Analysing the latest form of LMA real estate finance investment facility agreement

Clive Wells, partner, and Paul Carroll, associate, both at Skadden, Arps, Slate, Meagher & Flom (UK) LLP, examine the key changes that have been made to the Loan Market Association’s recommended form of facility agreement for real estate finance multi-property investment transactions.

What are the key changes that have been made to the recommended form of facility agreement for real estate finance multi-property investment transactions?

The revised recommended form of facility agreement for real estate finance multi-property investment transactions includes a number of general updates and amendments ranging from minor drafting corrections to market-driven additions.

A version of the provisions relating to ‘debt purchase transactions’ which were included in the Loan Market Association (LMA) leveraged facility agreement a number of years ago have now been incorporated into the real estate facility agreement. These provisions essentially prohibit a borrower or members of its group from buying back its own debt. The provisions also cover the scenario where a ‘sponsor affiliate’ purchases such debt and provides for the disenfranchisement of such sponsor affiliate in order to avoid conflicts of interest where the lender syndicate is voting on issues relating to such debt. Importantly, the drafting of this amendment does not include the option contained in the leveraged precedent allowing the borrower or a group member to buy-back its debt subject to disenfranchisement.

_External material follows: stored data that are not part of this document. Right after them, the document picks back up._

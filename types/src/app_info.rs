use std::collections::BTreeMap;

use serde::{Deserialize, Serialize};

use crate::{AppId, DepotId, ManifestId};

/// Typed view of an app's product-info sections, as supplied by the session
/// port. Branch names are stored lowercased; lookups go through
/// [`AppInfo::branch`] and [`DepotSection::manifest_for_branch`].
#[derive(Debug, Clone, Default, Serialize, Deserialize)]
pub struct AppInfo {
    pub app_id: AppId,
    pub common: AppCommon,
    pub depots: BTreeMap<DepotId, DepotSection>,
    pub branches: BTreeMap<String, BranchInfo>,
}

impl AppInfo {
    pub fn branch(&self, name: &str) -> Option<&BranchInfo> {
        self.branches.get(&name.to_lowercase())
    }

    pub fn name(&self) -> &str {
        if self.common.name.is_empty() {
            "unknown"
        } else {
            &self.common.name
        }
    }
}

#[derive(Debug, Clone, Default, Serialize, Deserialize)]
pub struct AppCommon {
    pub name: String,
    pub free_to_download: bool,
    pub os_list: Option<String>,
}

#[derive(Debug, Clone, Default, Serialize, Deserialize)]
pub struct DepotSection {
    pub name: Option<String>,
    /// Comma-separated OS labels this depot applies to.
    pub os_list: Option<String>,
    pub os_arch: Option<String>,
    pub language: Option<String>,
    pub low_violence: bool,
    pub shared_install: bool,
    /// Shared depots resolve their manifests against this owning app.
    pub depot_from_app: Option<AppId>,
    /// Branch name (lowercased) -> manifest gid.
    pub manifests: BTreeMap<String, ManifestId>,
    /// Branches whose gids require a branch-password unlock.
    pub encrypted_manifests: BTreeMap<String, EncryptedManifest>,
}

impl DepotSection {
    pub fn manifest_for_branch(&self, branch: &str) -> Option<ManifestId> {
        self.manifests.get(&branch.to_lowercase()).copied()
    }

    pub fn has_encrypted_manifest(&self, branch: &str) -> bool {
        self.encrypted_manifests.contains_key(&branch.to_lowercase())
    }
}

#[derive(Debug, Clone, Default, Serialize, Deserialize)]
pub struct EncryptedManifest {
    pub encrypted_gid: Vec<u8>,
}

#[derive(Debug, Clone, Default, Serialize, Deserialize)]
pub struct BranchInfo {
    pub build_id: u32,
    pub pwd_required: bool,
    pub time_updated: Option<u64>,
    pub description: Option<String>,
}

/// Licensed package key-values, as far as the access check needs them.
#[derive(Debug, Clone, Default, Serialize, Deserialize)]
pub struct PackageInfo {
    pub package_id: u32,
    pub app_ids: Vec<AppId>,
    pub depot_ids: Vec<DepotId>,
}

/// Workshop item details, surfaced by the session port.
#[derive(Debug, Clone, Default, Serialize, Deserialize)]
pub struct PublishedFileDetails {
    pub published_file_id: u64,
    pub consumer_app_id: AppId,
    pub hcontent_file: Option<ManifestId>,
    pub file_url: Option<String>,
}

#[derive(Debug, Clone, Default, Serialize, Deserialize)]
pub struct UgcDetails {
    pub ugc_id: u64,
    pub app_id: AppId,
    pub url: String,
    pub filename: String,
}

The amendments also include:

  • the addition of an undertaking relating to ‘asset managers’, along with related definitions and documentary conditions precedent requiring a copy of the appointment of the asset managers and a duty of care agreement between the asset managers, the borrower and the security agent—this reflects the fact that, in addition to having managing agents for individual properties, lenders will require the appointment of an asset manager who oversees the property portfolio
  • the addition of a footnote relating to the definition of ‘lender’ referring to provisions on defaulting lenders and impaired agents (that are included in the leveraged precedent) which the parties may wish to include
  • amendments to the insurance undertaking bringing it more in line with current market practices for example, reflecting the fact that insurance premia may not be paid prior to the commencement of an insurance period
  • the removal of references to the security agent’s ‘delegate’ throughout the document
  • an amendment of the representation relating to ranking of security—this is now subject to the legal reservations and the newly introduced ‘perfection requirements’
  • similarly, the governing law representation is now subject to the legal reservations
  • an amendment of the property maintenance undertaking which requires the borrower to carry out such energy efficiency improvements as are necessary to ensure the property can be let without breaching any applicable regulations—in a similar vein, the development undertaking has been amended to permit alterations or improvements, which a tenant is entitled to undertake in accordance with the terms of its lease
  • an amendment to the release clause which provides for the release of all liabilities and obligations of an entity which ceases to be a member of the borrower group, and
  • the addition of certain new condition precedent documentation requirements in the form of energy performance certificates (EPCs) relating to each property and certain documentation relating to the asset manager, as referenced above

What is the background to the new provisions?

The new provisions are included principally:

  • as a result of feedback received from stakeholders
  • to reflect current trends in the market, and
  • to bring the documentation in line with other LMA facility agreements

What is the effect of the new provisions?

The new provisions incorporate into the precedent many items which would have previously been incorporated by practitioners on a deal-by-deal basis, in accordance with market practice.

Are any of the new provisions likely to be subject to negotiations?

In general, the amendments should not be controversial and generally seek to either reflect current market practice or regulatory amendments. Certain new provisions may be of greater importance to particular clients, in particular the provisions relating to debt purchase transactions, and such parties may seek to negotiate such provisions to include an option allowing the borrower or a group company to buy back its own debt. In general, it would be expected that the majority of the changes made to the agreement will be accepted by the market.

What should lawyers take note of, in particular?

Lawyers should ensure they advise their clients of the amendments which have been made to the recommended form of agreement, particularly those which introduce new obligations on their clients, such as the previously mentioned insurance and energy efficiency related amendments. Lawyers should also advise their clients of the implications of the prohibition of ‘debt purchase transactions’. Alerting a client of the amendments will be particularly important where a client is familiar with the old form of agreement.

Interviewed by Susan Ghaiwal.

The views expressed by our Legal Analysis interviewees are not necessarily those of the proprietor.